— Work to complete —
Retype only the lines at the head of the records, first through the one with "#[derive(Debug, Clone, Serialize, Deserialize)]", exactly as written.

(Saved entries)
=====

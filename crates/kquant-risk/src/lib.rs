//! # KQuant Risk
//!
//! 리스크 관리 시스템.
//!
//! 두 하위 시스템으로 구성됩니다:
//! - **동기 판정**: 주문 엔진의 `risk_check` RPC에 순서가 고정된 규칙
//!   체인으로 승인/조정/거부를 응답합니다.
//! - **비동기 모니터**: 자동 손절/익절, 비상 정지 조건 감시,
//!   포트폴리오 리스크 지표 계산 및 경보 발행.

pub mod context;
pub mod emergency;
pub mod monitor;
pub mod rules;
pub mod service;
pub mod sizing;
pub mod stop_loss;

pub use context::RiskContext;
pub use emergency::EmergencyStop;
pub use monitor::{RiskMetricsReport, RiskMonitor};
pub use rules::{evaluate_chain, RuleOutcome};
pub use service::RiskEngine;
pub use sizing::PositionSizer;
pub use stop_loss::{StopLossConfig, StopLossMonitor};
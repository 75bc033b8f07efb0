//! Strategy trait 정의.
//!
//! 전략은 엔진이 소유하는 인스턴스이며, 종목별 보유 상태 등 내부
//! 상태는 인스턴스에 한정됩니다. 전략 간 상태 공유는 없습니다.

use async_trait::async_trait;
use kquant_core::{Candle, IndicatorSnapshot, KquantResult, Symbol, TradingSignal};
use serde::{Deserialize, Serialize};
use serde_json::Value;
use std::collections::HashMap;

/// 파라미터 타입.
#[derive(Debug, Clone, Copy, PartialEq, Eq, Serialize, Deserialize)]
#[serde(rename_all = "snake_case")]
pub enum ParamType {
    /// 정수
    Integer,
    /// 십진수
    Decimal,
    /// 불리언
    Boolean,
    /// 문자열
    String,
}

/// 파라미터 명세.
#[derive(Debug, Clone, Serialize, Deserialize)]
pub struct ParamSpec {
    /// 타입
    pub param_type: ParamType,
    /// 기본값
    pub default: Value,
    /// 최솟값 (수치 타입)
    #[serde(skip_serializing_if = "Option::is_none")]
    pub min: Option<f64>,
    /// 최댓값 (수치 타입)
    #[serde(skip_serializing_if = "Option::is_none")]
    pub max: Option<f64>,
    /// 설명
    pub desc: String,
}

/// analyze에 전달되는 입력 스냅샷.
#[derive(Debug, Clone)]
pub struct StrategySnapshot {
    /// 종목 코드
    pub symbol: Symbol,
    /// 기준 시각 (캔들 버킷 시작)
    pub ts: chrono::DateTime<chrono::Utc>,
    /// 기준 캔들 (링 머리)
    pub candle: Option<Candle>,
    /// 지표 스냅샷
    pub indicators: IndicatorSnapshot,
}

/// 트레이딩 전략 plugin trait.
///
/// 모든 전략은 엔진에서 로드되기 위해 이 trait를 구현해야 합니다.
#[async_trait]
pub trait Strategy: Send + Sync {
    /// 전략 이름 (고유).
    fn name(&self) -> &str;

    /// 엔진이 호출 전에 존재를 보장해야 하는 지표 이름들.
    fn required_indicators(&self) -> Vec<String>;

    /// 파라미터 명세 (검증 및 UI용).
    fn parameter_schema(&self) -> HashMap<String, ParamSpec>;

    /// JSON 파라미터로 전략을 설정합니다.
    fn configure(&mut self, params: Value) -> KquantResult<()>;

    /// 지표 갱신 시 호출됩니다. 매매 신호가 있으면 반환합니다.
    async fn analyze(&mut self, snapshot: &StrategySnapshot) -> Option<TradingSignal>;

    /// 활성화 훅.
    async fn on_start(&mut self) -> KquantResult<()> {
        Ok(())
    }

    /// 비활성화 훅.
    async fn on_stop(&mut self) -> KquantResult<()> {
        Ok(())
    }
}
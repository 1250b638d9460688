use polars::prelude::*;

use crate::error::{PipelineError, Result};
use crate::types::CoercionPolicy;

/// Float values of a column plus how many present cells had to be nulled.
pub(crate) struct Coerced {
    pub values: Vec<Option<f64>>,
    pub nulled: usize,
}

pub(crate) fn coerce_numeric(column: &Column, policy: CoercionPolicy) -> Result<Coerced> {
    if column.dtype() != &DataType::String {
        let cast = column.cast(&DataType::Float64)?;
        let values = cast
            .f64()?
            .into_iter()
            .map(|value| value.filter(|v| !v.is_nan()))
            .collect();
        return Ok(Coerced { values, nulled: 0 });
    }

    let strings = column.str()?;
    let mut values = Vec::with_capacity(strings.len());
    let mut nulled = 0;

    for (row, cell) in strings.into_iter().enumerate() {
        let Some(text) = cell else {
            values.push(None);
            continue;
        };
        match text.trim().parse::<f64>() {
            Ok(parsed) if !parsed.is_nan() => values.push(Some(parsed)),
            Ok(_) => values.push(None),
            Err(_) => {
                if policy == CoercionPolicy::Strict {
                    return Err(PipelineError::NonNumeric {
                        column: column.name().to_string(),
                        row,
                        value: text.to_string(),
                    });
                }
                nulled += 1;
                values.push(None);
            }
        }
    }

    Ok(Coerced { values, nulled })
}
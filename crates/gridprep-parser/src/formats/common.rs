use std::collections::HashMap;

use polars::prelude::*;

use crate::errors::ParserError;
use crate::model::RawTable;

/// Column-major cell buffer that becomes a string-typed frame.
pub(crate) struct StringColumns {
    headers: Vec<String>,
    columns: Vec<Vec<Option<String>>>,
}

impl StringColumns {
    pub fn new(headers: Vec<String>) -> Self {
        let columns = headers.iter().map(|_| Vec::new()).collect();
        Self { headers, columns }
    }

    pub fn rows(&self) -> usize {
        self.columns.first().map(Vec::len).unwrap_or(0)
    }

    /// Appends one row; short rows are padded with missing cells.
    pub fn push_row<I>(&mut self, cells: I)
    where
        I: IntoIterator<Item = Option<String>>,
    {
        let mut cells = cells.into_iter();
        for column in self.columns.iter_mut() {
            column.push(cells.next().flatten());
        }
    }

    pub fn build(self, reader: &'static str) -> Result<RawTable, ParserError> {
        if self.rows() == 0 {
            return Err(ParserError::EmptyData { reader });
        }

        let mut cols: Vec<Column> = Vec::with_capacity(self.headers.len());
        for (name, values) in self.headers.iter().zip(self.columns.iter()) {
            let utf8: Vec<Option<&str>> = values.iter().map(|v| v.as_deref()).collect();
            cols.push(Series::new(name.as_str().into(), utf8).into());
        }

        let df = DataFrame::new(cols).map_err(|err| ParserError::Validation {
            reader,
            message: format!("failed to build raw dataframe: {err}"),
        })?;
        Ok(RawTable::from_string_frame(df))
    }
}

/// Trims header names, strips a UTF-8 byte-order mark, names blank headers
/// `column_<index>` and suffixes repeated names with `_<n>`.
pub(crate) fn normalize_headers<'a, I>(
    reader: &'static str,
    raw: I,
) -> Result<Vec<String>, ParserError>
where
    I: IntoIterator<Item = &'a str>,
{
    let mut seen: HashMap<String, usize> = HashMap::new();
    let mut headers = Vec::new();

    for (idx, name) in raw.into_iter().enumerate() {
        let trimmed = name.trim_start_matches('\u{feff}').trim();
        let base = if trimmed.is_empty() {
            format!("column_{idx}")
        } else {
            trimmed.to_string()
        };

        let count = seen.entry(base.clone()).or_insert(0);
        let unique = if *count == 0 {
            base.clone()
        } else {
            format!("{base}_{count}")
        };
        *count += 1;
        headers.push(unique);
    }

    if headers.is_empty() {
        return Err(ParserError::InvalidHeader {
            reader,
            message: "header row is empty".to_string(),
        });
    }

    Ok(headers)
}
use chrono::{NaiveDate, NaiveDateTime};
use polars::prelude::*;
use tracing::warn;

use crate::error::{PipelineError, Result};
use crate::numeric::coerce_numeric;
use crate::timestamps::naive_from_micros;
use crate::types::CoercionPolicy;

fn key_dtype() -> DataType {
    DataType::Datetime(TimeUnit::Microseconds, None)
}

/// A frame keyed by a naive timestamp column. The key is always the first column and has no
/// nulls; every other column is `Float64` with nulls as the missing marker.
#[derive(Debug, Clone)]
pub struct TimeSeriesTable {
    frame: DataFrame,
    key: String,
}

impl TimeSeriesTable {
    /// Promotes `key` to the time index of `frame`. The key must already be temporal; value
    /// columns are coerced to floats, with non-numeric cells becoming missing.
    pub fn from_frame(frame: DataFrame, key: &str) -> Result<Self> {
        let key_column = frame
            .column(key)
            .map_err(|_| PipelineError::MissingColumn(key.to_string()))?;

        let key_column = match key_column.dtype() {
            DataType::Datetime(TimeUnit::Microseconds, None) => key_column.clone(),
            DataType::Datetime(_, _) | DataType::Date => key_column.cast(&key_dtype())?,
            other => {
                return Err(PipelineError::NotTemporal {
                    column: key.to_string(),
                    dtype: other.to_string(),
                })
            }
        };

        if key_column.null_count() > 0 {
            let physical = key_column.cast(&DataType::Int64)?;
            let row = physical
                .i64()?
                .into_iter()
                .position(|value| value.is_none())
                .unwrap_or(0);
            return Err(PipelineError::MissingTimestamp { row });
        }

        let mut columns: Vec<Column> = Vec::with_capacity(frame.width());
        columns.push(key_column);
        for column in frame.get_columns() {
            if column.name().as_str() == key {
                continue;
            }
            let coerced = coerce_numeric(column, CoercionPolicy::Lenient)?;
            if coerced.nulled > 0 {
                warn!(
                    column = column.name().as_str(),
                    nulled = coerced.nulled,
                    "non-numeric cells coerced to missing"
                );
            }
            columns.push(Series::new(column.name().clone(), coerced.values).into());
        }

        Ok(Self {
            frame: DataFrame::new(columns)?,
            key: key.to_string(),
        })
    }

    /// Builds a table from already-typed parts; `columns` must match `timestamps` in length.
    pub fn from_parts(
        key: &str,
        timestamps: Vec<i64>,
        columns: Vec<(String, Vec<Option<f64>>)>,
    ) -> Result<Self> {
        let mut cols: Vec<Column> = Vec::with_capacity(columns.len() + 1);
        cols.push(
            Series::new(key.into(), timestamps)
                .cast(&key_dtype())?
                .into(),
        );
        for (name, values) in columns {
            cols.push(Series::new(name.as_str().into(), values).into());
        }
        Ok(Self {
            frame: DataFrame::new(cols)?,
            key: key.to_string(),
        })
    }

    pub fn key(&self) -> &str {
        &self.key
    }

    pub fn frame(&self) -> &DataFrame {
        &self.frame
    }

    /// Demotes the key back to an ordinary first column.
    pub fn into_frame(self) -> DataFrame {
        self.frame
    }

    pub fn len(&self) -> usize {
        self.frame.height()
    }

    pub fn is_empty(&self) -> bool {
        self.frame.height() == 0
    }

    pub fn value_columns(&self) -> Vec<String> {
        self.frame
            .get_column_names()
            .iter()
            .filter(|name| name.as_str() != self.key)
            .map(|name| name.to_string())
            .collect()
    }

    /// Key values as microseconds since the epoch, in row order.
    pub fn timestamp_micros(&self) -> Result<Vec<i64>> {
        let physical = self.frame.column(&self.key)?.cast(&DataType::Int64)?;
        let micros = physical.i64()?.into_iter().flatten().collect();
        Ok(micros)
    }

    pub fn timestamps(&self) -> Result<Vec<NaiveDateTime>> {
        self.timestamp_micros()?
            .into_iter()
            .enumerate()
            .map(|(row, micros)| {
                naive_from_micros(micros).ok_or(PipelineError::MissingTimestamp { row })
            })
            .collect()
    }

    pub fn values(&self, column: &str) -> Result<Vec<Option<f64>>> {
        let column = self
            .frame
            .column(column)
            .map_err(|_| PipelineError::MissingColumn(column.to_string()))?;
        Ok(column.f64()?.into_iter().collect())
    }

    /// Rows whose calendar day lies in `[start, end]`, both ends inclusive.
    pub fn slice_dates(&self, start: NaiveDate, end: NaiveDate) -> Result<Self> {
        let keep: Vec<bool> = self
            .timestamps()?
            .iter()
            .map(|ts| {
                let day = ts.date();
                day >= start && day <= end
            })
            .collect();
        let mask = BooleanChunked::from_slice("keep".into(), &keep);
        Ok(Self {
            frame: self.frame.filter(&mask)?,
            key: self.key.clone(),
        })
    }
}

=====

— Answer to this problem —
filename crates/kquant-risk/src/lib.rs
//! # KQuant Risk
//!
//! 리스크 관리 시스템.
//!
//! 두 하위 시스템으로 구성됩니다:
//! - **동기 판정**: 주문 엔진의 `risk_check` RPC에 순서가 고정된 규칙
//!   체인으로 승인/조정/거부를 응답합니다.
//! - **비동기 모니터**: 자동 손절/익절, 비상 정지 조건 감시,
//!   포트폴리오 리스크 지표 계산 및 경보 발행.

pub mod context;
pub mod emergency;
pub mod monitor;
pub mod rules;
pub mod service;
pub mod sizing;
pub mod stop_loss;

pub use context::RiskContext;
pub use emergency::EmergencyStop;
pub use monitor::{RiskMetricsReport, RiskMonitor};
pub use rules::{evaluate_chain, RuleOutcome};
pub use service::RiskEngine;
pub use sizing::PositionSizer;
pub use stop_loss::{StopLossConfig, StopLossMonitor};
repository 75bc033b8f07efb0
//! Strategy trait 정의.
//!
//! 전략은 엔진이 소유하는 인스턴스이며, 종목별 보유 상태 등 내부
//! 상태는 인스턴스에 한정됩니다. 전략 간 상태 공유는 없습니다.

use async_trait::async_trait;
use kquant_core::{Candle, IndicatorSnapshot, KquantResult, Symbol, TradingSignal};
use serde::{Deserialize, Serialize};
use serde_json::Value;
use std::collections::HashMap;

/// 파라미터 타입.
#[derive(Debug, Clone, Copy, PartialEq, Eq, Serialize, Deserialize)]
#[serde(rename_all = "snake_case")]
pub enum ParamType {
    /// 정수
    Integer,
    /// 십진수
    Decimal,
    /// 불리언
    Boolean,
    /// 문자열
    String,
}

/// 파라미터 명세.
#[derive(Debug, Clone, Serialize, Deserialize)]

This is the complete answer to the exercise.